This significantly reduced duplicate implementations while preserving flexibility.
Cross-Functional Collaboration
Product
Product teams helped identify common workflows across modules.
Many discussions centered around determining whether a request represented a reusable platform pattern or a product-specific exception.
This helped separate true system opportunities from local optimization.
Engineering
Engineering partnership was critical throughout the project.
Rather than designing the architecture independently and handing it off later, engineering participated in defining the architecture itself.
Together we aligned on:
State management
Permission behaviors
Expansion patterns
Interaction models
Accessibility requirements
Implementation boundaries
This prevented design and engineering from developing different mental models of the same component.
It also reduced downstream rework and implementation friction.
Accessibility
Accessibility was treated as an architectural requirement rather than a validation step.
Requirements were defined as part of the system itself.

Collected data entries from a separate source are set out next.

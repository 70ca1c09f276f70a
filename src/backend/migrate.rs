use std::collections::BTreeSet;

use async_trait::async_trait;

use crate::error::{AppError, Result};
use crate::store::Mutation;

use super::Backend;

/// Collaborators that run once the data of a signed-out device has moved
/// into the account.
#[async_trait]
pub trait MigrationHooks: Send + Sync {
    async fn clear_local_screenshots(&self) -> Result<()>;

    async fn alias_metrics_user(&self, user_id: &str) -> Result<()>;
}

/// Hooks for hosts without screenshot caches or usage metrics.
pub struct LoggingHooks;

#[async_trait]
impl MigrationHooks for LoggingHooks {
    async fn clear_local_screenshots(&self) -> Result<()> {
        tracing::debug!("no local screenshots to clear");
        Ok(())
    }

    async fn alias_metrics_user(&self, user_id: &str) -> Result<()> {
        tracing::debug!(user = user_id, "no metrics identity to alias");
        Ok(())
    }
}

#[derive(Debug, Clone, Copy, PartialEq, Eq)]
pub struct MigrationReport {
    pub migrated: usize,
}

/// Copy passes before giving up on a local store that keeps changing.
const MAX_PASSES: usize = 8;

/// Move every local record into the account backend, then remove it locally.
///
/// The import overwrites per key, so a run interrupted between import and
/// local delete is completed by simply running again.
pub async fn migrate(
    local: &dyn Backend,
    account: &dyn Backend,
    user_id: &str,
    hooks: &dyn MigrationHooks,
) -> Result<MigrationReport> {
    let moved = drain(local, account).await?;
    let remaining = local.scan_all().await?.len();
    if remaining > 0 {
        return Err(AppError::MigrationPartial {
            migrated: moved.len(),
            remaining,
        });
    }
    if !moved.is_empty() {
        run_hooks(hooks, user_id).await;
    }
    Ok(MigrationReport { migrated: moved.len() })
}

/// Copy local entries into the account and delete each one that was not
/// rewritten in the meantime. Rewritten and new entries are picked up by
/// the next pass. Returns every key moved.
pub(crate) async fn drain(local: &dyn Backend, account: &dyn Backend) -> Result<BTreeSet<String>> {
    let mut moved = BTreeSet::new();
    for pass in 0..MAX_PASSES {
        let entries = local.scan_all().await?;
        if entries.is_empty() {
            break;
        }
        tracing::info!(
            event = "migration_pass",
            pass,
            entries = entries.len(),
            from = local.namespace(),
            to = account.namespace()
        );

        account.mutate(Mutation::ImportEntries(entries.clone())).await?;

        match local.delete_unchanged(&entries).await {
            Ok(removed) => moved.extend(removed),
            Err(e) => {
                tracing::error!("Migrated entries could not be removed locally: {}", e);
                let remaining = local.scan_all().await.map(|rest| rest.len()).unwrap_or(entries.len());
                return Err(AppError::MigrationPartial {
                    migrated: moved.len(),
                    remaining,
                });
            }
        }
    }
    if !moved.is_empty() {
        tracing::info!(event = "migration_done", entries = moved.len());
    }
    Ok(moved)
}

/// Hook failures are logged; the data has moved either way.
pub(crate) async fn run_hooks(hooks: &dyn MigrationHooks, user_id: &str) {
    if let Err(e) = hooks.clear_local_screenshots().await {
        tracing::warn!("Failed to clear local screenshots: {}", e);
    }
    if let Err(e) = hooks.alias_metrics_user(user_id).await {
        tracing::warn!("Failed to alias metrics user: {}", e);
    }
}

#[cfg(test)]
mod tests {
    use std::sync::Arc;

    use super::*;
    use crate::backend::LocalBackend;
    use crate::db::KvStore;
    use crate::reactive::ChangeNotifier;
    use crate::store::{ManualClock, ReadTransaction};
    use parking_lot::Mutex;
    use serde_json::{json, Value};

    /// Backend in another namespace of the same store, standing in for an account.
    struct OtherNamespace(crate::backend::Namespace);

    #[async_trait]
    impl Backend for OtherNamespace {
        fn namespace(&self) -> &str {
            self.0.name()
        }
        fn read(&self) -> ReadTransaction {
            self.0.read()
        }
        async fn mutate(&self, mutation: Mutation) -> Result<Value> {
            self.0.mutate(mutation).await
        }
        async fn pull(&self) -> Result<()> {
            Ok(())
        }
        async fn scan_all(&self) -> Result<Vec<(String, Value)>> {
            self.0.scan_all().await
        }
        async fn delete_unchanged(&self, entries: &[(String, Value)]) -> Result<Vec<String>> {
            self.0.delete_unchanged(entries).await
        }
    }

    #[derive(Default)]
    struct RecordingHooks(Mutex<Vec<String>>);

    #[async_trait]
    impl MigrationHooks for RecordingHooks {
        async fn clear_local_screenshots(&self) -> Result<()> {
            self.0.lock().push("screenshots".into());
            Ok(())
        }
        async fn alias_metrics_user(&self, user_id: &str) -> Result<()> {
            self.0.lock().push(format!("alias:{user_id}"));
            Ok(())
        }
    }

    async fn backends() -> (LocalBackend, OtherNamespace) {
        let store = KvStore::open_in_memory().await.unwrap();
        let clock = Arc::new(ManualClock::new(1_000));
        let notifier = ChangeNotifier::new();
        let local = LocalBackend::new(store.clone(), clock.clone(), notifier.clone());
        let account = OtherNamespace(crate::backend::Namespace::new(store, "account/u1", clock, notifier));
        (local, account)
    }

    #[tokio::test]
    async fn moves_everything_then_runs_hooks() {
        let (local, account) = backends().await;
        for (id, text) in [("a1", "foo"), ("a2", "bar")] {
            let annotation = json!({ "id": id, "article_id": "art1", "text": text, "created_at": 10 });
            local
                .mutate(Mutation::parse("putAnnotation", annotation).unwrap())
                .await
                .unwrap();
        }
        let before = local.scan_all().await.unwrap();

        let hooks = RecordingHooks::default();
        let report = migrate(&local, &account, "u1", &hooks).await.unwrap();

        assert_eq!(report.migrated, 2);
        assert!(local.scan_all().await.unwrap().is_empty());
        assert_eq!(account.scan_all().await.unwrap(), before);
        assert_eq!(hooks.0.lock().clone(), vec!["screenshots", "alias:u1"]);
    }

    #[tokio::test]
    async fn empty_local_store_is_a_no_op() {
        let (local, account) = backends().await;
        let hooks = RecordingHooks::default();

        let report = migrate(&local, &account, "u1", &hooks).await.unwrap();
        assert_eq!(report.migrated, 0);
        assert!(hooks.0.lock().is_empty());
    }

    #[tokio::test]
    async fn rerunning_after_an_interrupted_delete_is_safe() {
        let (local, account) = backends().await;
        local
            .mutate(Mutation::parse("putTopic", json!({ "id": "t1", "name": "Rust" })).unwrap())
            .await
            .unwrap();

        // Import landed but the local delete never happened.
        account
            .mutate(Mutation::ImportEntries(local.scan_all().await.unwrap()))
            .await
            .unwrap();

        let report = migrate(&local, &account, "u1", &LoggingHooks).await.unwrap();
        assert_eq!(report.migrated, 1);
        assert_eq!(account.scan_all().await.unwrap().len(), 1);
        assert!(local.scan_all().await.unwrap().is_empty());
    }

    /// Local store that receives one more write right after each snapshot,
    /// like a user editing while the migration runs.
    struct BusyLocal {
        inner: LocalBackend,
        writes: Mutex<Vec<Mutation>>,
    }

    #[async_trait]
    impl Backend for BusyLocal {
        fn namespace(&self) -> &str {
            self.inner.namespace()
        }
        fn read(&self) -> ReadTransaction {
            self.inner.read()
        }
        async fn mutate(&self, mutation: Mutation) -> Result<Value> {
            self.inner.mutate(mutation).await
        }
        async fn pull(&self) -> Result<()> {
            Ok(())
        }
        async fn scan_all(&self) -> Result<Vec<(String, Value)>> {
            let entries = self.inner.scan_all().await?;
            let next = self.writes.lock().pop();
            if let Some(mutation) = next {
                self.inner.mutate(mutation).await?;
            }
            Ok(entries)
        }
        async fn delete_unchanged(&self, entries: &[(String, Value)]) -> Result<Vec<String>> {
            self.inner.delete_unchanged(entries).await
        }
    }

    #[tokio::test]
    async fn writes_during_migration_are_carried_over() {
        let (local, account) = backends().await;
        let topic = |id: &str, name: &str| Mutation::parse("putTopic", json!({ "id": id, "name": name })).unwrap();
        local.mutate(topic("t1", "Rust")).await.unwrap();

        // Popped from the back: the edit lands during the first pass, the new topic during the second.
        let busy = BusyLocal {
            inner: local,
            writes: Mutex::new(vec![topic("t2", "Go"), topic("t1", "Rust 2024")]),
        };
        let report = migrate(&busy, &account, "u1", &LoggingHooks).await.unwrap();

        assert_eq!(report.migrated, 2);
        assert!(busy.inner.scan_all().await.unwrap().is_empty());
        let migrated = account.scan_all().await.unwrap();
        assert_eq!(migrated.len(), 2);
        assert_eq!(migrated[0].1["name"], json!("Rust 2024"));
        assert_eq!(migrated[1].1["name"], json!("Go"));
    }
}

The grid ecosystem supported:
Keyboard navigation
Focus management
Sort announcements
Selection announcements
Screen reader compatibility
Consistent interaction patterns
Accessibility became part of the architecture instead of something applied later.
Key Tradeoffs
Flexibility vs Consistency
Teams wanted flexibility.
The platform needed consistency.
Our goal was creating enough flexibility to support legitimate product needs while maintaining shared patterns and behaviors.
Reuse vs Customization
Every request was evaluated through the same framework:
Reuse an existing pattern
Extend an existing pattern
Create something new
Creating something new was always the last option.
Simplicity vs Capability
The easiest path would have been adding more configuration options for every request.
We intentionally avoided that approach.
Over time, excessive configuration creates components that become difficult to understand, maintain, test, and adopt.
Instead, we kept the architecture simple and relied on composition whenever possible.
This preserved flexibility without creating unnecessary complexity.
Decision Framework
When evaluating requests, I consistently asked:
Is this solving a reusable problem?
Will multiple teams benefit?
Does it improve consistency?
Does it reduce implementation effort?
Can composition solve the problem before introducing something new?
This framework helped prevent unnecessary fragmentation while allowing the system to evolve.
It also created a shared decision-making model across Product, Engineering, and Design.
Measuring Success
Success wasn’t measured by component count.
We focused on broader system outcomes.
Signals included:
Increased component reuse
Reduced duplicate implementations
Improved consistency across modules
Accessibility alignment
Reduced design and engineering rework
Faster implementation cycles
More predictable delivery
These indicators helped us understand whether teams were adopting the system or working around it.
Outcomes
The grid ecosystem became a foundational part of the broader design system strategy.
Its impact extended far beyond a single component.
Benefits included:
Increased component reuse
Reduced duplicate solutions
Improved consistency across modules
Better accessibility alignment
Faster implementation for engineering
More predictable delivery